Although it pained me to think about other projects while Audio Assault remains unfinished, I am planning the Roses and Revolutions Listening Party for March 30. Roses and Revolutions is an album that was produced by D.S.T. Telecommunication, a wholly-owned subsidiary of Delta Sigma Theta Sorority, Inc. in 1975. Sorority members, Ruby Dee, Nancy Wilson, Leslie Uggams, Roberta Flack, Barbara Ann Teer and others recorded the album to represent a black perspective for America’s bi-centennial celebrations. The record is full of singers and actors reciting poems, performing dialogues and singing songs that represent the black experience in America. The works of Dudley Randall, Langston Hughes, Maya Angelou, Nikki Giovanni, and Countee Cullen, among others are all included. I was introduced to the album by a woman who was touring the museum, and saw me planning for my exhibit, back in January. She loaned the museum a copy of the album for inclusion in the Audio Assault exhibit, and encouraged me to reach out to Dr. Betty Smith Williams, former president of D.S.T. Telecommunications, to learn more about the album. I assumed that everyone would want to know more about the album, so I asked Dr. Williams if she would like to talk about the album with me in front of an audience. She agreed and we are working together on the structure and content of the program. Larry helped me draft a press release that we have sent to media outlets and all of the local Delta Sigma Theta chapters; hopefully we will have a large turnout.

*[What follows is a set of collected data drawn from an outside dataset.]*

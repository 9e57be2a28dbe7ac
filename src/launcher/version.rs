// nuke-launcher: Nuke / Hiero engine launcher
//
// SPDX-FileCopyrightText: 2026 Romeo Ahmed
// SPDX-License-Identifier: GPL-3.0-or-later

//! Foundry version strings.
//!
//! ```text
//! "10.0v5"  -->  NukeVersion { major: 10, minor: 0, patch: 5 }
//!                major_minor() == "10.0"
//! ordering: major, then minor, then patch
//! ```

use serde::{Deserialize, Deserializer, Serialize, Serializer};
use std::fmt;
use std::str::FromStr;

use crate::error::LaunchError;

/// A Nuke release version such as `10.0v5`.
#[derive(Debug, Clone, Copy, PartialEq, Eq, PartialOrd, Ord, Hash)]
pub struct NukeVersion {
    major: u32,
    minor: u32,
    patch: u32,
}

impl NukeVersion {
    #[must_use]
    pub const fn new(major: u32, minor: u32, patch: u32) -> Self {
        Self {
            major,
            minor,
            patch,
        }
    }

    #[must_use]
    pub const fn major(&self) -> u32 {
        self.major
    }

    #[must_use]
    pub const fn minor(&self) -> u32 {
        self.minor
    }

    #[must_use]
    pub const fn patch(&self) -> u32 {
        self.patch
    }

    /// The `major.minor` part used in executable names (`Nuke10.0`).
    #[must_use]
    pub fn major_minor(&self) -> String {
        format!("{}.{}", self.major, self.minor)
    }
}

impl fmt::Display for NukeVersion {
    fn fmt(&self, f: &mut fmt::Formatter<'_>) -> fmt::Result {
        write!(f, "{}.{}v{}", self.major, self.minor, self.patch)
    }
}

impl FromStr for NukeVersion {
    type Err = LaunchError;

    fn from_str(s: &str) -> Result<Self, Self::Err> {
        let invalid = || LaunchError::InvalidVersion(s.to_string());
        let number = |part: &str| {
            if part.is_empty() || !part.bytes().all(|b| b.is_ascii_digit()) {
                return Err(invalid());
            }
            part.parse::<u32>().map_err(|_| invalid())
        };

        let (major_minor, patch) = s.trim().split_once('v').ok_or_else(invalid)?;
        let (major, minor) = major_minor.split_once('.').ok_or_else(invalid)?;

        Ok(Self::new(number(major)?, number(minor)?, number(patch)?))
    }
}

impl Serialize for NukeVersion {
    fn serialize<S: Serializer>(&self, serializer: S) -> Result<S::Ok, S::Error> {
        serializer.collect_str(self)
    }
}

impl<'de> Deserialize<'de> for NukeVersion {
    fn deserialize<D: Deserializer<'de>>(deserializer: D) -> Result<Self, D::Error> {
        let value = String::deserialize(deserializer)?;
        value.parse().map_err(serde::de::Error::custom)
    }
}
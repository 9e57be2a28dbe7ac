// nuke-launcher: Nuke / Hiero engine launcher
//
// SPDX-FileCopyrightText: 2026 Romeo Ahmed
// SPDX-License-Identifier: GPL-3.0-or-later

//! Path-list variables (`NUKE_PATH`, `HIERO_PLUGIN_PATH`, ...).
//!
//! ```text
//! "/a:/a"  + "/p"  -->  "/a:/a:/p"
//! None     + "/p"  -->  "/p"
//! ""       + "/p"  -->  "/p"
//! ```
//!
//! Entries are never deduplicated or filtered: existing repeats survive and
//! appending the same path twice stores it twice.

use std::fmt;

/// An ordered list of filesystem paths stored in a single variable.
#[derive(Debug, Clone, PartialEq, Eq)]
pub struct PathList {
    entries: Vec<String>,
    separator: char,
}

impl PathList {
    #[must_use]
    pub const fn new(separator: char) -> Self {
        Self {
            entries: Vec::new(),
            separator,
        }
    }

    /// Splits a variable value into its entries.
    ///
    /// An absent or empty value yields an empty list.
    #[must_use]
    pub fn parse(value: Option<&str>, separator: char) -> Self {
        let entries = match value {
            Some(v) if !v.is_empty() => v.split(separator).map(str::to_owned).collect(),
            _ => Vec::new(),
        };
        Self { entries, separator }
    }

    /// Appends an entry after all existing ones.
    pub fn push(&mut self, path: impl Into<String>) -> &mut Self {
        self.entries.push(path.into());
        self
    }

    #[must_use]
    pub fn entries(&self) -> &[String] {
        &self.entries
    }

    #[must_use]
    pub fn len(&self) -> usize {
        self.entries.len()
    }

    #[must_use]
    pub fn is_empty(&self) -> bool {
        self.entries.is_empty()
    }

    #[must_use]
    pub const fn separator(&self) -> char {
        self.separator
    }
}

impl fmt::Display for PathList {
    fn fmt(&self, f: &mut fmt::Formatter<'_>) -> fmt::Result {
        for (i, entry) in self.entries.iter().enumerate() {
            if i > 0 {
                write!(f, "{}", self.separator)?;
            }
            f.write_str(entry)?;
        }
        Ok(())
    }
}

/// Appends `new_path` to an existing path-list value.
#[must_use]
pub fn compose(existing: Option<&str>, new_path: &str, separator: char) -> String {
    let mut list = PathList::parse(existing, separator);
    list.push(new_path);
    list.to_string()
}
// nuke-launcher: Nuke / Hiero engine launcher
//
// SPDX-FileCopyrightText: 2026 Romeo Ahmed
// SPDX-License-Identifier: GPL-3.0-or-later

//! Environment variable management.
//!
//! # Architecture
//!
//! ```text
//! Env (copy-on-write BTreeMap<String, String>)
//! Sources: current_env(), Env::from_map(), Env::new()
//! Ops: set/get/remove/overlay
//!
//! path_list::compose(existing, new, sep) --> "existing<sep>new"
//! ```
//!
//! - **Snapshot**: the process environment is read once, never written
//! - **Keys**: case-insensitive on Windows only; `nuke_path` and `NUKE_PATH`
//!   are distinct variables on Linux and macOS
//! - **Platform**: picks the path-list separator

pub mod container;
pub mod path_list;
pub mod types;

#[cfg(test)]
mod tests;

/// Captures the current process environment.
///
/// Variables whose name or value is not valid UTF-8 are skipped.
#[must_use]
pub fn current_env() -> container::Env {
    std::env::vars_os()
        .filter_map(|(k, v)| Some((k.into_string().ok()?, v.into_string().ok()?)))
        .collect()
}
// nuke-launcher: Nuke / Hiero engine launcher
//
// SPDX-FileCopyrightText: 2026 Romeo Ahmed
// SPDX-License-Identifier: GPL-3.0-or-later

//! Launch command arguments.
//!
//! Everything after `--` is passed to the executable untouched, which is
//! where `--hiero` / `--studio` go:
//!
//! ```text
//! nuke-launch launch /usr/local/Nuke10.0v5/Nuke10.0 -- --studio
//! ```

use clap::{Args, ValueEnum};
use std::path::PathBuf;

/// Output format of the `prepare` command.
#[derive(Debug, Clone, Copy, Default, PartialEq, Eq, ValueEnum)]
pub enum PrepareFormat {
    /// `KEY=value` lines.
    #[default]
    Env,
    /// The full launch information as JSON.
    Json,
}

/// Arguments for the `prepare` command.
#[derive(Debug, Clone, Args)]
pub struct PrepareArgs {
    /// Executable to launch.
    #[arg(value_name = "EXEC")]
    pub executable: PathBuf,

    /// File the application opens at startup.
    #[arg(short = 'f', long = "file", value_name = "FILE")]
    pub file: Option<PathBuf>,

    /// Versions the launcher is limited to, e.g. 10.0v5.
    #[arg(long = "versions", value_name = "VERSION", action = clap::ArgAction::Append)]
    pub versions: Vec<String>,

    /// Output format.
    #[arg(long = "format", value_enum, default_value_t = PrepareFormat::Env)]
    pub format: PrepareFormat,

    /// Arguments passed to the executable.
    #[arg(last = true, value_name = "ARGS")]
    pub args: Vec<String>,
}

/// Arguments for the `launch` command.
#[derive(Debug, Clone, Args)]
pub struct LaunchArgs {
    /// Executable to launch, a path or a name looked up in PATH.
    #[arg(value_name = "EXEC")]
    pub executable: PathBuf,

    /// File the application opens at startup.
    #[arg(short = 'f', long = "file", value_name = "FILE")]
    pub file: Option<PathBuf>,

    /// Returns as soon as the application has started.
    #[arg(short = 'D', long)]
    pub detach: bool,

    /// Arguments passed to the executable.
    #[arg(last = true, value_name = "ARGS")]
    pub args: Vec<String>,
}

/// Arguments for the `scan` command.
#[derive(Debug, Clone, Default, Args)]
pub struct ScanArgs {
    /// Only list these versions, e.g. 10.0v5.
    #[arg(long = "versions", value_name = "VERSION", action = clap::ArgAction::Append)]
    pub versions: Vec<String>,
}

Since Lloyd and I presented at the Village Green for Black History Month, the museum has had an influx of donations and volunteers from this residential community. I gave Carol an orientation/tour on Wednesday this week. Carol is on the schedule for four hours on Thursdays and Fridays. I learned a valuable lesson about volunteers in the archives with Carol this week. When she told me that she liked working with papers and putting things in order, I assumed that putting the LGBTQ publications in chronological order would be a great introductory task for her. I forgot to mention to Carol that there are some sexually explicit pictures and stories in those publications. It did not even occur to me that the imagery and the content would make her uncomfortable. When I went to check on her, she told me that she was taken aback by the materials but she was determined to complete the task. I apologized profusely and offered to re-assign her but she insisted that it was okay. Carol has moved on to other tasks within the museum and sometimes we have a laugh about how I “hazed” her on her first day at the museum. Archival collections are so interesting because our understanding of them is extremely varied depending on who we are in relation to the materials. The Black LGBTQ collection, for example is a pile of papers for me (archivist) to describe, a scrapbook filled with friends for Jerome (donor), something to garner funds from for Larry (executive director), or folders full of lude pictures for Carol (volunteer). In the future, I plan to look outside of my own understanding before I send another volunteer into the archival wilderness.   

The Black LGBTQ project has generated a bit of a buzz around the museum and the collection advisory board, since I have made processing the materials a high priority. One of our board members, S. Pearl, suggested that we record the processing sessions for the museum’s collection. I ran it by Jerome and he was willing, so our session this week included S. Pearl and her recording device. While everyone had the best of intentions, the session was a bit of a bust.  S. Pearl asked for descriptions of everything we touched, Jerome felt at times inhibited and at other times verbose with the microphone, and I was struggling more than usual with staying on task and moving through the materials. In the end, we determined that we needed to identify the purpose of the oral history and stick to a prescribed plan. I believe that the strength of Jerome’s narrative lies in the connections that he can make among various people within the LGBTQ community in Los Angeles, during the 80’s, 90’s, and 00’s. Perhaps we need to pull several items from the collection that will trigger his memories and record the output. I’ll need to work out the details and talk to S. Pearl and Jerome, but I think that it would be a step in the right direction.